Task details:
Give again, exactly as written, each line of the material below starting at the line that contains "configuration is valid." and ending at the line that contains "impl Default for FramerConfig". Both ends count, and no other line does.
══════
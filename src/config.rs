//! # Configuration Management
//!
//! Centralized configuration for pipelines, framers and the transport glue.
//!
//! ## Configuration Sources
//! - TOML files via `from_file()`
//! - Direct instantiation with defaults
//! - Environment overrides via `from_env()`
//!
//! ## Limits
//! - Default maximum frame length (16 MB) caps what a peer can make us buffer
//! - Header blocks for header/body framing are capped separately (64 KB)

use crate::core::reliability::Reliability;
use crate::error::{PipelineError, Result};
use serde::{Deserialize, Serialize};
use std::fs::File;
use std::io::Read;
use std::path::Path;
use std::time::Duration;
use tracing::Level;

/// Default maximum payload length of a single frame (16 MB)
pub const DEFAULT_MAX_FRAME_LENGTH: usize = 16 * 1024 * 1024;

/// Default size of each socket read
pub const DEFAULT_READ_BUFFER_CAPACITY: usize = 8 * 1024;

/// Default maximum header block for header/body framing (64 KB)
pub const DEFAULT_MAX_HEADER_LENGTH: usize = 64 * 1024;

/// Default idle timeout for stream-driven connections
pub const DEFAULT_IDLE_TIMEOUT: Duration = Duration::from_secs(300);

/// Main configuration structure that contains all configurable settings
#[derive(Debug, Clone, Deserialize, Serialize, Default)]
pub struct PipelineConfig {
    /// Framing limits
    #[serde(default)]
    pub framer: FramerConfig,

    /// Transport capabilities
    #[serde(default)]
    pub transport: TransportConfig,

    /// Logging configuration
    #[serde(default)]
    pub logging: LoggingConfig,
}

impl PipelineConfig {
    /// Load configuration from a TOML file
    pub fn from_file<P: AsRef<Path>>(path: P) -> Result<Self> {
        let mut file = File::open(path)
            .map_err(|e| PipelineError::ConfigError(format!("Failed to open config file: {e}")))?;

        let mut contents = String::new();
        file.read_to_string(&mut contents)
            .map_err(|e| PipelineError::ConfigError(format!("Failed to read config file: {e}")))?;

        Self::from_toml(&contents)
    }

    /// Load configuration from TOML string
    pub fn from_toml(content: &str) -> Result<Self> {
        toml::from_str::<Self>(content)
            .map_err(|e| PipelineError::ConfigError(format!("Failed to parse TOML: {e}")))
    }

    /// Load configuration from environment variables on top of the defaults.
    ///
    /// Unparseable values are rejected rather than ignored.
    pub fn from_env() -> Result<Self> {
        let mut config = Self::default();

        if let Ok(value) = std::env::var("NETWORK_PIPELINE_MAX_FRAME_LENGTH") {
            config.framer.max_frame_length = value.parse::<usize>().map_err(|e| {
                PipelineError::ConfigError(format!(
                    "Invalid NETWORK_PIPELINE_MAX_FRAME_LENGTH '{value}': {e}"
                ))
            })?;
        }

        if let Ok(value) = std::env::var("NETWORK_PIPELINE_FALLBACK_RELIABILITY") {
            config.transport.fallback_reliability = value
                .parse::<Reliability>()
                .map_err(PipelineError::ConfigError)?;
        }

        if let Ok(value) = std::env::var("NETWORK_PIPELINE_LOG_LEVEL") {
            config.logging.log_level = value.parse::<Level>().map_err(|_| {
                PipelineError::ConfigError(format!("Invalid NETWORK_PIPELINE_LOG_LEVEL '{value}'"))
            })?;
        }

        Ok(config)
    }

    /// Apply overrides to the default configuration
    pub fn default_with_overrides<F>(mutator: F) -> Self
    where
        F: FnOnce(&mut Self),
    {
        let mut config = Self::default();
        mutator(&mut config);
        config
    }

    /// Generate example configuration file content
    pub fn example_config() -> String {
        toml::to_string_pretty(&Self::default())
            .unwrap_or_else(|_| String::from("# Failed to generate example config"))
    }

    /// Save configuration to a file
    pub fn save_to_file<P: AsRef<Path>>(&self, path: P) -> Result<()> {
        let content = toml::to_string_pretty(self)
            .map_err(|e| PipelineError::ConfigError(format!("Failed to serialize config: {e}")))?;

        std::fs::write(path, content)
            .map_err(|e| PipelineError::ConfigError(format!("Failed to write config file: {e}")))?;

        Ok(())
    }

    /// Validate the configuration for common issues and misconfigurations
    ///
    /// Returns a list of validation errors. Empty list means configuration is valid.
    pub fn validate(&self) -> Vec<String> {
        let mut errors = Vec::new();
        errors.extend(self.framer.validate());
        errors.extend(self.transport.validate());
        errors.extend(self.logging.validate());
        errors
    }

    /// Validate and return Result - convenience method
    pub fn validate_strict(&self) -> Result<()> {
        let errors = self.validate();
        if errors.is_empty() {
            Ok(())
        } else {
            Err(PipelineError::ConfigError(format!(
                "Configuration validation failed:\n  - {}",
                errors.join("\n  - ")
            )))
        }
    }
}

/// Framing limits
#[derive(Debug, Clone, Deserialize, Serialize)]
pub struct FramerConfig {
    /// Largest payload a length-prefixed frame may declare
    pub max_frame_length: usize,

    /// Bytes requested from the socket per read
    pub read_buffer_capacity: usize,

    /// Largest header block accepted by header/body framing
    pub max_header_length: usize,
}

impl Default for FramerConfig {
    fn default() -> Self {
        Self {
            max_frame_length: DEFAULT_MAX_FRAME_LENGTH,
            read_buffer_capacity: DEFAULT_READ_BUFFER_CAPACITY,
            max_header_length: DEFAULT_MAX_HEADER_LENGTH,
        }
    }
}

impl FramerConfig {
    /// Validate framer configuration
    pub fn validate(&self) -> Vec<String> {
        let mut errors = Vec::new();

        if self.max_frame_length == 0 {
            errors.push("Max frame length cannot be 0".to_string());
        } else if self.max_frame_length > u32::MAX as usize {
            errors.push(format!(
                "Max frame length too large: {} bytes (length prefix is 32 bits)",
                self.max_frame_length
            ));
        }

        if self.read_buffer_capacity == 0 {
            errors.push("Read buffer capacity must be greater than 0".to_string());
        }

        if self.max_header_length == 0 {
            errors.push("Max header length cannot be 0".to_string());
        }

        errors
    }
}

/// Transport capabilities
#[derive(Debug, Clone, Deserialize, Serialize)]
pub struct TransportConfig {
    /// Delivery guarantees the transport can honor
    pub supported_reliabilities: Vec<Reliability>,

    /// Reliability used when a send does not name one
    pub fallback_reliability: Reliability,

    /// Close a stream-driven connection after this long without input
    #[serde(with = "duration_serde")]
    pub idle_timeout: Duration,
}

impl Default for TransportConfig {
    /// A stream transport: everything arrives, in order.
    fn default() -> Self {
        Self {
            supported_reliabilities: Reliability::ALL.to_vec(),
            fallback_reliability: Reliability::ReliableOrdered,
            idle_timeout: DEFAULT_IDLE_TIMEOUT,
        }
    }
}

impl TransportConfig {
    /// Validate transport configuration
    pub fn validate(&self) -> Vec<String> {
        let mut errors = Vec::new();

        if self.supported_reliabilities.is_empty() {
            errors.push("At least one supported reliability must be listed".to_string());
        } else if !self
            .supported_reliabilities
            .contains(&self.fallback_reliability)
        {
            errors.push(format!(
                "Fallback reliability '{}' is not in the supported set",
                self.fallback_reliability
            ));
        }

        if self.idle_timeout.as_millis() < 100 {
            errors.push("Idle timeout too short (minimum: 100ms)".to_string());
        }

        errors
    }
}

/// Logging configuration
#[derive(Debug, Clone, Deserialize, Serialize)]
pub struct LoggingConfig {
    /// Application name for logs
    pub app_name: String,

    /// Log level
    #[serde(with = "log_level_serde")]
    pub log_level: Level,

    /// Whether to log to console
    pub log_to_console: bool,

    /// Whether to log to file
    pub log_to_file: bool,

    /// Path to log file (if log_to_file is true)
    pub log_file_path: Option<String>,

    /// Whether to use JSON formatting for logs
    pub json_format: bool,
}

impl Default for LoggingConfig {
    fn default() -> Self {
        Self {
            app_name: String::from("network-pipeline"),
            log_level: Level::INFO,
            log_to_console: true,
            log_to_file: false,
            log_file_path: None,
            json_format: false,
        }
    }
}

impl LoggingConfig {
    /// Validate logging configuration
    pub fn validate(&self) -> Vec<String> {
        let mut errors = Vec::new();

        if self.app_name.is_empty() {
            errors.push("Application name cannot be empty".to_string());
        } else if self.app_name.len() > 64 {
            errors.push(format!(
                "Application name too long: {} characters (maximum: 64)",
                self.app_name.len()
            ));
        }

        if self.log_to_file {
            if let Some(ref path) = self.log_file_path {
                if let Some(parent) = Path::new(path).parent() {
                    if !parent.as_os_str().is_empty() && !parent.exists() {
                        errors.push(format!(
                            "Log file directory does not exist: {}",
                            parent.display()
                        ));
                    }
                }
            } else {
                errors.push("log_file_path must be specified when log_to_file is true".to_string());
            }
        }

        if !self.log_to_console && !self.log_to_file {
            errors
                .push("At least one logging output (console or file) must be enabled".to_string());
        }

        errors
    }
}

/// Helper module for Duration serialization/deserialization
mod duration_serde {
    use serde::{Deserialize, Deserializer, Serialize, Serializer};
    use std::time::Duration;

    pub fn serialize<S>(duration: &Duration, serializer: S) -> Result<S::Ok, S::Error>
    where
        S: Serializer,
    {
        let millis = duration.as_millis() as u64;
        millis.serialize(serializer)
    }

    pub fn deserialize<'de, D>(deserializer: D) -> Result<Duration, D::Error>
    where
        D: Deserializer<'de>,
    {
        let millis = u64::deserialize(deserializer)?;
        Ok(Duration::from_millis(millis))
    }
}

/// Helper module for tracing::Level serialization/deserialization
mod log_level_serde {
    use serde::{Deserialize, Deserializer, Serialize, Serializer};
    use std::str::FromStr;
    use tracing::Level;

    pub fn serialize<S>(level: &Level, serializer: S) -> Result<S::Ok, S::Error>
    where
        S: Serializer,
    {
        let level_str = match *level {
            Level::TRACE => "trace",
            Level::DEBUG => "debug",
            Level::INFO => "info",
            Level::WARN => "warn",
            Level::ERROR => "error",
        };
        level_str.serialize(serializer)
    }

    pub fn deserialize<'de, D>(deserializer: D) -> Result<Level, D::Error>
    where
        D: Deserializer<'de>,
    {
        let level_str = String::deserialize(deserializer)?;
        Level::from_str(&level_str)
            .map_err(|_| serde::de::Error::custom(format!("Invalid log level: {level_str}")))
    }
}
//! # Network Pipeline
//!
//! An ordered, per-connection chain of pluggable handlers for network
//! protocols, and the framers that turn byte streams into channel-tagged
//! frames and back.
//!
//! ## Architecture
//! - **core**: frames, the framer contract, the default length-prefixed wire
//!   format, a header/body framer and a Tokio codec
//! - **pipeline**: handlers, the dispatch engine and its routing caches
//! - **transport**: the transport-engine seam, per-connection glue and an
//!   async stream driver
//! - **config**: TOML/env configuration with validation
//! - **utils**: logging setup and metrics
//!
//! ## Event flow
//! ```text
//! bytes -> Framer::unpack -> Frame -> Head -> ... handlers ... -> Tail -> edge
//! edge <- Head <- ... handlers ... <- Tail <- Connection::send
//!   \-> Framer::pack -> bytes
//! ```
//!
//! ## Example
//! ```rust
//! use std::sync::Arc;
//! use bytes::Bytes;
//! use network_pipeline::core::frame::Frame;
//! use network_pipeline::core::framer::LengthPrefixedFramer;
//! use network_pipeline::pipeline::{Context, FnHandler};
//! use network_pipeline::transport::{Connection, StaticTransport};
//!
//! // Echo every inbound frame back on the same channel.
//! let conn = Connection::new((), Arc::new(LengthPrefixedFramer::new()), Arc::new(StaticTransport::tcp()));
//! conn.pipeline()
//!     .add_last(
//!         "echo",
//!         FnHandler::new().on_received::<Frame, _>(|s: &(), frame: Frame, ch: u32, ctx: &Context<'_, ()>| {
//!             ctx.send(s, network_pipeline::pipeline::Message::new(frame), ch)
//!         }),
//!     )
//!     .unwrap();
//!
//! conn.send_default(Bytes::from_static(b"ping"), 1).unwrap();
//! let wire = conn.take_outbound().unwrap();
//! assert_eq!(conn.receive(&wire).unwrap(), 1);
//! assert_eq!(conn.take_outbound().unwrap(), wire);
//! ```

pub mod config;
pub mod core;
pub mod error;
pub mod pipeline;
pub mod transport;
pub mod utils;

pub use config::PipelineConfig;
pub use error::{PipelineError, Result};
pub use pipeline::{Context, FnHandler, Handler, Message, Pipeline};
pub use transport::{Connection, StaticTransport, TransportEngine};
══════
Exercise result:
    /// Returns a list of validation errors. Empty list means configuration is valid.
    pub fn validate(&self) -> Vec<String> {
        let mut errors = Vec::new();
        errors.extend(self.framer.validate());
        errors.extend(self.transport.validate());
        errors.extend(self.logging.validate());
        errors
    }

    /// Validate and return Result - convenience method
    pub fn validate_strict(&self) -> Result<()> {
        let errors = self.validate();
        if errors.is_empty() {
            Ok(())
        } else {
            Err(PipelineError::ConfigError(format!(
                "Configuration validation failed:\n  - {}",
                errors.join("\n  - ")
            )))
        }
    }
}

/// Framing limits
#[derive(Debug, Clone, Deserialize, Serialize)]
pub struct FramerConfig {
    /// Largest payload a length-prefixed frame may declare
    pub max_frame_length: usize,

    /// Bytes requested from the socket per read
    pub read_buffer_capacity: usize,

    /// Largest header block accepted by header/body framing
    pub max_header_length: usize,
}

impl Default for FramerConfig {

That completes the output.